EME reviewed all of its power projects to determine whether they are variable interest entities and, if so, whether EME is the
consolidating entity.  EME has four equity-method partnerships that sell power to SCE.  EME will continue to use the equity method
for these projects, which have been consolidated by SCE effective March 31, 2004.  EME deconsolidated the Doga and Kwinana projects
effective March 31, 2004 and recorded its interests in these projects on the equity method beginning April 1, 2004.  These two
projects are part of EME's sale of international operations and, accordingly, are included in discontinued operations.  The remaining
projects either meet the definition of a business under the new accounting standard and thus fall outside the scope of the new
accounting standard or absorb insufficient variability for EME to be considered the consolidating entity.

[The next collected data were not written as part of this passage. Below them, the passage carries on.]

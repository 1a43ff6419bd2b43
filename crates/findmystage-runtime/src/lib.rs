//! Runtime orchestration: drives one analysis from input to displayed profile.
//!
//! Document → extractor → synthesizer when text is available, otherwise the
//! link-only profile API. Results land on a `ProfileBoard` that discards
//! responses from superseded requests.

pub mod board;
pub mod orchestrator;
pub mod submit;
pub mod types;

pub use board::{Outcome, ProfileBoard, Settlement};
pub use orchestrator::Analyzer;
pub use submit::LinkSubmitter;
pub use types::*;
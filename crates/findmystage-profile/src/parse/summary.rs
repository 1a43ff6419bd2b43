//! Summary extraction.

use once_cell::sync::Lazy;
use regex::Regex;

use crate::types::SummaryTier;

/// Paragraphs shorter than this are skipped by the paragraph fallback.
const MIN_PARAGRAPH_CHARS: usize = 50;
/// Characters kept by the truncation fallback.
const TRUNCATE_CHARS: usize = 200;

static SUMMARY_LABEL: Lazy<Regex> = Lazy::new(|| Regex::new(r"(?i)summary:").expect("valid regex"));

/// A labeled summary ends at a blank line or at a line starting with a capital.
/// Line ends may be `\n` or `\r\n`.
static SUMMARY_END: Lazy<Regex> =
    Lazy::new(|| Regex::new(r"\r?\n\r?\n|\r?\n[A-Z]").expect("valid regex"));

static PARAGRAPH_BREAK: Lazy<Regex> =
    Lazy::new(|| Regex::new(r"(?:\r?\n){2,}").expect("valid regex"));

/// Prose summary with the tier that produced it. Never empty.
pub fn extract_summary_with_tier(reply: &str) -> (String, SummaryTier) {
    if let Some(summary) = labeled_summary(reply) {
        return (summary, SummaryTier::Labeled);
    }

    if let Some(paragraph) = PARAGRAPH_BREAK
        .split(reply)
        .map(str::trim)
        .find(|p| p.chars().count() > MIN_PARAGRAPH_CHARS)
    {
        return (paragraph.to_string(), SummaryTier::Paragraph);
    }

    let head: String = reply.chars().take(TRUNCATE_CHARS).collect();
    (format!("{}...", head.trim()), SummaryTier::Truncated)
}

/// Prose summary. Never empty, even for an empty reply.
pub fn extract_summary(reply: &str) -> String {
    extract_summary_with_tier(reply).0
}

fn labeled_summary(reply: &str) -> Option<String> {
    let label = SUMMARY_LABEL.find(reply)?;
    let rest = &reply[label.end()..];
    let body = match SUMMARY_END.find(rest) {
        Some(end) => &rest[..end.start()],
        None => rest,
    };
    let body = body.trim();
    if body.is_empty() {
        None
    } else {
        Some(body.to_string())
    }
}
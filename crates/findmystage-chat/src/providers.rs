//! Hosted completion providers.
//!
//! OpenAI and Groq share the chat-completions format. Anthropic uses the
//! Messages API with the system prompt lifted out of the message list.

use findmystage_core::{Error, Result};
use reqwest::Client;
use serde_json::json;
use tracing::{debug, error};

use crate::types::{ChatMessage, LLMProvider};

/// Anthropic requires an explicit output budget.
const ANTHROPIC_DEFAULT_MAX_TOKENS: usize = 1024;
const ANTHROPIC_VERSION: &str = "2023-06-01";

/// Per-request knobs.
#[derive(Debug, Clone, PartialEq)]
pub struct CompletionOptions {
    pub temperature: f64,
    pub max_tokens: Option<usize>,
    /// Request a JSON object reply (OpenAI-compatible providers only).
    pub json_response: bool,
}

impl Default for CompletionOptions {
    fn default() -> Self {
        Self {
            temperature: crate::config::DEFAULT_TEMPERATURE,
            max_tokens: None,
            json_response: false,
        }
    }
}

/// Single-shot completion client bound to one provider, model and credential.
#[derive(Clone)]
pub struct CompletionClient {
    http: Client,
    provider: LLMProvider,
    model: String,
    api_key: String,
    base_url: String,
}

impl std::fmt::Debug for CompletionClient {
    fn fmt(&self, f: &mut std::fmt::Formatter<'_>) -> std::fmt::Result {
        f.debug_struct("CompletionClient")
            .field("provider", &self.provider)
            .field("model", &self.model)
            .field("base_url", &self.base_url)
            .finish_non_exhaustive()
    }
}

impl CompletionClient {
    pub fn new(
        http: Client,
        provider: LLMProvider,
        model: impl Into<String>,
        api_key: impl Into<String>,
    ) -> Self {
        Self {
            http,
            provider,
            model: model.into(),
            api_key: api_key.into(),
            base_url: provider.default_base_url().to_string(),
        }
    }

    /// Point the client at a different API root, e.g. a proxy.
    pub fn with_base_url(mut self, base_url: impl Into<String>) -> Self {
        self.base_url = base_url.into().trim_end_matches('/').to_string();
        self
    }

    pub fn provider(&self) -> LLMProvider {
        self.provider
    }

    pub fn model(&self) -> &str {
        &self.model
    }

    pub fn base_url(&self) -> &str {
        &self.base_url
    }

    /// Send one completion request and return the reply text.
    ///
    /// No retry: transport failures, non-success statuses and replies
    /// without message content all surface as `Error::Synthesis`.
    pub async fn complete(
        &self,
        messages: &[ChatMessage],
        options: &CompletionOptions,
    ) -> Result<String> {
        if self.provider.is_openai_compatible() {
            self.complete_openai_compat(messages, options).await
        } else {
            self.complete_anthropic(messages, options).await
        }
    }

    async fn complete_openai_compat(
        &self,
        messages: &[ChatMessage],
        options: &CompletionOptions,
    ) -> Result<String> {
        let url = format!("{}/chat/completions", self.base_url);
        let msgs: Vec<serde_json::Value> = messages
            .iter()
            .map(|m| json!({"role": m.role, "content": m.content}))
            .collect();

        let mut body = json!({
            "model": self.model,
            "messages": msgs,
            "temperature": options.temperature,
        });
        if let Some(max_tokens) = options.max_tokens {
            body["max_tokens"] = json!(max_tokens);
        }
        if options.json_response {
            body["response_format"] = json!({"type": "json_object"});
        }

        debug!("Requesting completion from {} with model {}", url, self.model);

        let response = self
            .http
            .post(&url)
            .header("Authorization", format!("Bearer {}", self.api_key))
            .header("Content-Type", "application/json")
            .json(&body)
            .send()
            .await
            .map_err(|e| Error::Synthesis(format!("Request failed: {}", e)))?;

        let parsed = read_json(response).await?;
        parsed["choices"][0]["message"]["content"]
            .as_str()
            .map(|s| s.to_string())
            .ok_or_else(|| Error::Synthesis("Response has no choices[0].message.content".into()))
    }

    async fn complete_anthropic(
        &self,
        messages: &[ChatMessage],
        options: &CompletionOptions,
    ) -> Result<String> {
        let url = format!("{}/messages", self.base_url);

        // Separate system message from conversation
        let system_msg: Option<&str> = messages
            .iter()
            .find(|m| m.role == "system")
            .map(|m| m.content.as_str());

        let conv_msgs: Vec<serde_json::Value> = messages
            .iter()
            .filter(|m| m.role != "system")
            .map(|m| json!({"role": m.role, "content": m.content}))
            .collect();

        let mut body = json!({
            "model": self.model,
            "messages": conv_msgs,
            "temperature": options.temperature,
            "max_tokens": options.max_tokens.unwrap_or(ANTHROPIC_DEFAULT_MAX_TOKENS),
        });
        if let Some(sys) = system_msg {
            body["system"] = json!(sys);
        }

        debug!("Requesting completion from Anthropic with model {}", self.model);

        let response = self
            .http
            .post(&url)
            .header("x-api-key", &self.api_key)
            .header("anthropic-version", ANTHROPIC_VERSION)
            .header("Content-Type", "application/json")
            .json(&body)
            .send()
            .await
            .map_err(|e| Error::Synthesis(format!("Request failed: {}", e)))?;

        let parsed = read_json(response).await?;
        parsed["content"][0]["text"]
            .as_str()
            .map(|s| s.to_string())
            .ok_or_else(|| Error::Synthesis("Response has no content[0].text".into()))
    }
}

async fn read_json(response: reqwest::Response) -> Result<serde_json::Value> {
    let status = response.status();
    if !status.is_success() {
        let body = response.text().await.unwrap_or_default();
        error!("Completion API error {}: {}", status, body);
        return Err(Error::Synthesis(format!("API error {}: {}", status, body)));
    }
    response
        .json::<serde_json::Value>()
        .await
        .map_err(|e| Error::Synthesis(format!("Malformed response: {}", e)))
}

/// Test an API key by making a minimal request against the provider's default endpoint.
pub async fn test_api_key(provider: &str, api_key: &str) -> std::result::Result<(), String> {
    let provider = LLMProvider::parse(provider).ok_or_else(|| format!("Unknown provider: {}", provider))?;
    test_api_key_at(&Client::new(), provider, api_key, provider.default_base_url()).await
}

/// Test an API key against an explicit API root.
pub async fn test_api_key_at(
    client: &Client,
    provider: LLMProvider,
    api_key: &str,
    base_url: &str,
) -> std::result::Result<(), String> {
    let base_url = base_url.trim_end_matches('/');
    match provider {
        LLMProvider::OpenAI | LLMProvider::Groq => {
            let resp = client
                .get(format!("{}/models", base_url))
                .header("Authorization", format!("Bearer {}", api_key))
                .send()
                .await
                .map_err(|e| e.to_string())?;
            if resp.status().is_success() {
                Ok(())
            } else {
                Err(format!("API returned status {}", resp.status()))
            }
        }
        LLMProvider::Anthropic => {
            let resp = client
                .post(format!("{}/messages", base_url))
                .header("x-api-key", api_key)
                .header("anthropic-version", ANTHROPIC_VERSION)
                .header("Content-Type", "application/json")
                .json(&json!({
                    "model": "claude-3-5-haiku-20241022",
                    "max_tokens": 1,
                    "messages": [{"role": "user", "content": "Hi"}],
                }))
                .send()
                .await
                .map_err(|e| e.to_string())?;
            if resp.status().is_success() || resp.status().as_u16() == 400 {
                // 400 with valid key means key works (may be quota/model issue)
                Ok(())
            } else {
                Err(format!("API returned status {}", resp.status()))
            }
        }
    }
}

#[cfg(test)]
mod tests {
    use super::*;
    use wiremock::matchers::{body_partial_json, header, method, path};
    use wiremock::{Mock, MockServer, ResponseTemplate};

    fn messages() -> Vec<ChatMessage> {
        vec![ChatMessage::system("be brief"), ChatMessage::user("hello")]
    }

    fn openai_client(server: &MockServer) -> CompletionClient {
        CompletionClient::new(Client::new(), LLMProvider::OpenAI, "gpt-4o", "sk-test")
            .with_base_url(format!("{}/v1", server.uri()))
    }

    #[tokio::test]
    async fn test_openai_reply_is_first_choice_content() {
        let server = MockServer::start().await;
        Mock::given(method("POST"))
            .and(path("/v1/chat/completions"))
            .and(header("Authorization", "Bearer sk-test"))
            .and(body_partial_json(json!({
                "model": "gpt-4o",
                "temperature": 0.7,
                "messages": [
                    {"role": "system", "content": "be brief"},
                    {"role": "user", "content": "hello"},
                ],
            })))
            .respond_with(ResponseTemplate::new(200).set_body_json(json!({
                "choices": [
                    {"message": {"role": "assistant", "content": "Topics: speaking"}},
                    {"message": {"role": "assistant", "content": "ignored"}},
                ]
            })))
            .expect(1)
            .mount(&server)
            .await;

        let reply = openai_client(&server)
            .complete(&messages(), &CompletionOptions::default())
            .await
            .unwrap();
        assert_eq!(reply, "Topics: speaking");
    }

    #[tokio::test]
    async fn test_json_mode_sets_response_format() {
        let server = MockServer::start().await;
        Mock::given(method("POST"))
            .and(path("/v1/chat/completions"))
            .and(body_partial_json(json!({"response_format": {"type": "json_object"}})))
            .respond_with(ResponseTemplate::new(200).set_body_json(json!({
                "choices": [{"message": {"content": "{}"}}]
            })))
            .expect(1)
            .mount(&server)
            .await;

        let options = CompletionOptions {
            json_response: true,
            ..Default::default()
        };
        let reply = openai_client(&server).complete(&messages(), &options).await.unwrap();
        assert_eq!(reply, "{}");
    }

    #[tokio::test]
    async fn test_auth_rejection_is_synthesis_error_without_retry() {
        let server = MockServer::start().await;
        Mock::given(method("POST"))
            .and(path("/v1/chat/completions"))
            .respond_with(ResponseTemplate::new(401).set_body_string("invalid api key"))
            .expect(1)
            .mount(&server)
            .await;

        let err = openai_client(&server)
            .complete(&messages(), &CompletionOptions::default())
            .await
            .unwrap_err();
        match err {
            Error::Synthesis(msg) => assert!(msg.contains("401")),
            other => panic!("unexpected error: {other:?}"),
        }
    }

    #[tokio::test]
    async fn test_missing_content_is_synthesis_error() {
        let server = MockServer::start().await;
        Mock::given(method("POST"))
            .respond_with(ResponseTemplate::new(200).set_body_json(json!({"choices": []})))
            .mount(&server)
            .await;

        let err = openai_client(&server)
            .complete(&messages(), &CompletionOptions::default())
            .await
            .unwrap_err();
        assert!(matches!(err, Error::Synthesis(_)));
    }

    #[tokio::test]
    async fn test_network_failure_is_synthesis_error() {
        // Nothing listens on the discard port.
        let client = CompletionClient::new(Client::new(), LLMProvider::OpenAI, "gpt-4o", "sk")
            .with_base_url("http://127.0.0.1:9/v1");
        let err = client
            .complete(&messages(), &CompletionOptions::default())
            .await
            .unwrap_err();
        assert!(matches!(err, Error::Synthesis(_)));
    }

    #[tokio::test]
    async fn test_anthropic_lifts_system_prompt() {
        let server = MockServer::start().await;
        Mock::given(method("POST"))
            .and(path("/v1/messages"))
            .and(header("x-api-key", "sk-ant"))
            .and(body_partial_json(json!({
                "system": "be brief",
                "messages": [{"role": "user", "content": "hello"}],
                "max_tokens": 1024,
            })))
            .respond_with(ResponseTemplate::new(200).set_body_json(json!({
                "content": [{"type": "text", "text": "Summary: hi"}]
            })))
            .expect(1)
            .mount(&server)
            .await;

        let client = CompletionClient::new(
            Client::new(),
            LLMProvider::Anthropic,
            "claude-3-5-haiku-20241022",
            "sk-ant",
        )
        .with_base_url(format!("{}/v1/", server.uri()));
        let reply = client
            .complete(&messages(), &CompletionOptions::default())
            .await
            .unwrap();
        assert_eq!(reply, "Summary: hi");
    }

    #[tokio::test]
    async fn test_key_check_against_models_endpoint() {
        let server = MockServer::start().await;
        Mock::given(method("GET"))
            .and(path("/v1/models"))
            .and(header("Authorization", "Bearer good"))
            .respond_with(ResponseTemplate::new(200).set_body_json(json!({"data": []})))
            .mount(&server)
            .await;
        Mock::given(method("GET"))
            .and(path("/v1/models"))
            .and(header("Authorization", "Bearer bad"))
            .respond_with(ResponseTemplate::new(401))
            .mount(&server)
            .await;

        let base = format!("{}/v1", server.uri());
        let client = Client::new();
        assert!(test_api_key_at(&client, LLMProvider::OpenAI, "good", &base).await.is_ok());
        let err = test_api_key_at(&client, LLMProvider::OpenAI, "bad", &base)
            .await
            .unwrap_err();
        assert!(err.contains("401"));
    }

    #[tokio::test]
    async fn test_unknown_provider_rejected() {
        let err = test_api_key("mystery", "key").await.unwrap_err();
        assert!(err.contains("Unknown provider"));
    }
}
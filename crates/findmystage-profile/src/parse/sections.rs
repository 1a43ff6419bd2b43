//! Two-tier list recovery shared by the topic and personality extractors.

use once_cell::sync::Lazy;
use regex::Regex;

use crate::types::ListTier;

/// A period that ends a sentence (followed by whitespace or end of text).
static SENTENCE_END: Lazy<Regex> = Lazy::new(|| Regex::new(r"\.(?:\s|$)").expect("valid regex"));

/// Item separators inside a labeled section.
static ITEM_SEPARATOR: Lazy<Regex> = Lazy::new(|| Regex::new(r",|\sand\s").expect("valid regex"));

/// Fragment boundaries for the keyword scan.
static FRAGMENT_BOUNDARY: Lazy<Regex> = Lazy::new(|| Regex::new(r"[.,\n]").expect("valid regex"));

/// Labels, keywords and defaults for one list field.
pub struct ListRecipe {
    /// Case-insensitive alternation of `label:` patterns.
    pub label: &'static Lazy<Regex>,
    /// Lowercase keywords that flag a fragment as relevant.
    pub keywords: &'static [&'static str],
    pub defaults: &'static [&'static str],
}

impl ListRecipe {
    /// Labeled section, then keyword fragments, then defaults. Never empty.
    pub fn extract(&self, reply: &str) -> (Vec<String>, ListTier) {
        if let Some(items) = labeled_items(self.label, reply) {
            return (items, ListTier::Labeled);
        }
        let fragments = keyword_fragments(reply, self.keywords);
        if !fragments.is_empty() {
            return (fragments, ListTier::Keyword);
        }
        (
            self.defaults.iter().map(|s| s.to_string()).collect(),
            ListTier::Default,
        )
    }
}

/// Items of the first `label: ...` section, or `None` when there is no label
/// or the section holds no items.
///
/// The section runs to the end of its line or to the first sentence end,
/// whichever comes first, so `Topics: a, b. Personality: c` yields `[a, b]`.
pub fn labeled_items(label: &Regex, reply: &str) -> Option<Vec<String>> {
    let found = label.find(reply)?;
    let rest = &reply[found.end()..];
    let line = rest.split('\n').next().unwrap_or("");
    let section = match SENTENCE_END.find(line) {
        Some(end) => &line[..end.start()],
        None => line,
    };

    let items: Vec<String> = ITEM_SEPARATOR
        .split(section)
        .map(str::trim)
        .filter(|item| !item.is_empty())
        .map(|item| item.to_string())
        .collect();

    if items.is_empty() {
        None
    } else {
        Some(items)
    }
}

/// Trimmed fragments (split on periods, commas and newlines) that mention
/// any of the keywords, in reply order.
pub fn keyword_fragments(reply: &str, keywords: &[&str]) -> Vec<String> {
    FRAGMENT_BOUNDARY
        .split(reply)
        .filter(|fragment| {
            let lower = fragment.to_lowercase();
            keywords.iter().any(|kw| lower.contains(kw))
        })
        .map(str::trim)
        .filter(|fragment| !fragment.is_empty())
        .map(|fragment| fragment.to_string())
        .collect()
}
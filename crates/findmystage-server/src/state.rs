//! Shared application state.

use findmystage_chat::LLMConfig;
use findmystage_core::AppConfig;
use findmystage_runtime::{Analyzer, ProfileBoard};
use parking_lot::RwLock;

/// Shared application state accessible from all route handlers.
pub struct AppState {
    pub config: AppConfig,
    pub llm_config: RwLock<LLMConfig>,
    pub http: reqwest::Client,
    pub board: ProfileBoard,
}

impl AppState {
    pub fn new(config: AppConfig) -> Self {
        let llm_config = LLMConfig::load(&config.data_paths.llm_config_file);
        Self::with_llm_config(config, llm_config)
    }

    pub fn with_llm_config(config: AppConfig, llm_config: LLMConfig) -> Self {
        Self {
            config,
            llm_config: RwLock::new(llm_config),
            http: reqwest::Client::new(),
            board: ProfileBoard::new(),
        }
    }

    /// Analyzer for the LLM config as it stands right now, so key changes
    /// apply to the next request.
    pub fn analyzer(&self) -> Analyzer {
        let llm = self.llm_config.read();
        Analyzer::from_config(&llm, &self.http, &self.config.profile_api_url)
    }
}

Edison Capital analyzed all of its projects and consolidated two affordable housing partnerships and three wind projects.  Edison
Capital determined it was the related party most closely associated with the business of the VIEs for the two affordable housing
partnerships and absorbs the majority of the expected losses and receives the majority of the expected residual returns for the three
wind projects.  For the remaining projects, Edison Capital determined it was not the related party entity most closely associated
with the VIEs.


Page 87



See the year-ended 2003 MD&A for a complete discussion of Edison International's other critical accounting policies.

NEW ACCOUNTING PRINCIPLES

In May 2004, the Financial Accounting Standards Board issued accounting guidance related to the Medicare Prescription Drug,
Improvement and Modernization Act of 2003.  Edison International adopted this guidance effective July 1, 2004, which resulted in a
decrease of $83 million to Edison International's accumulated benefit obligation for postretirement benefits other than pensions.
Edison International's third quarter 2004 expense decreased approximately $5 million as a result of the subsidy.  According to
proposed federal regulations, Edison International's retiree health care plans provide prescription drug benefits that are deemed to
be actuarially equivalent to Medicare benefits.  Accordingly, Edison International recognized the subsidy in the measurement of its
accumulated obligation and recorded an actuarial gain.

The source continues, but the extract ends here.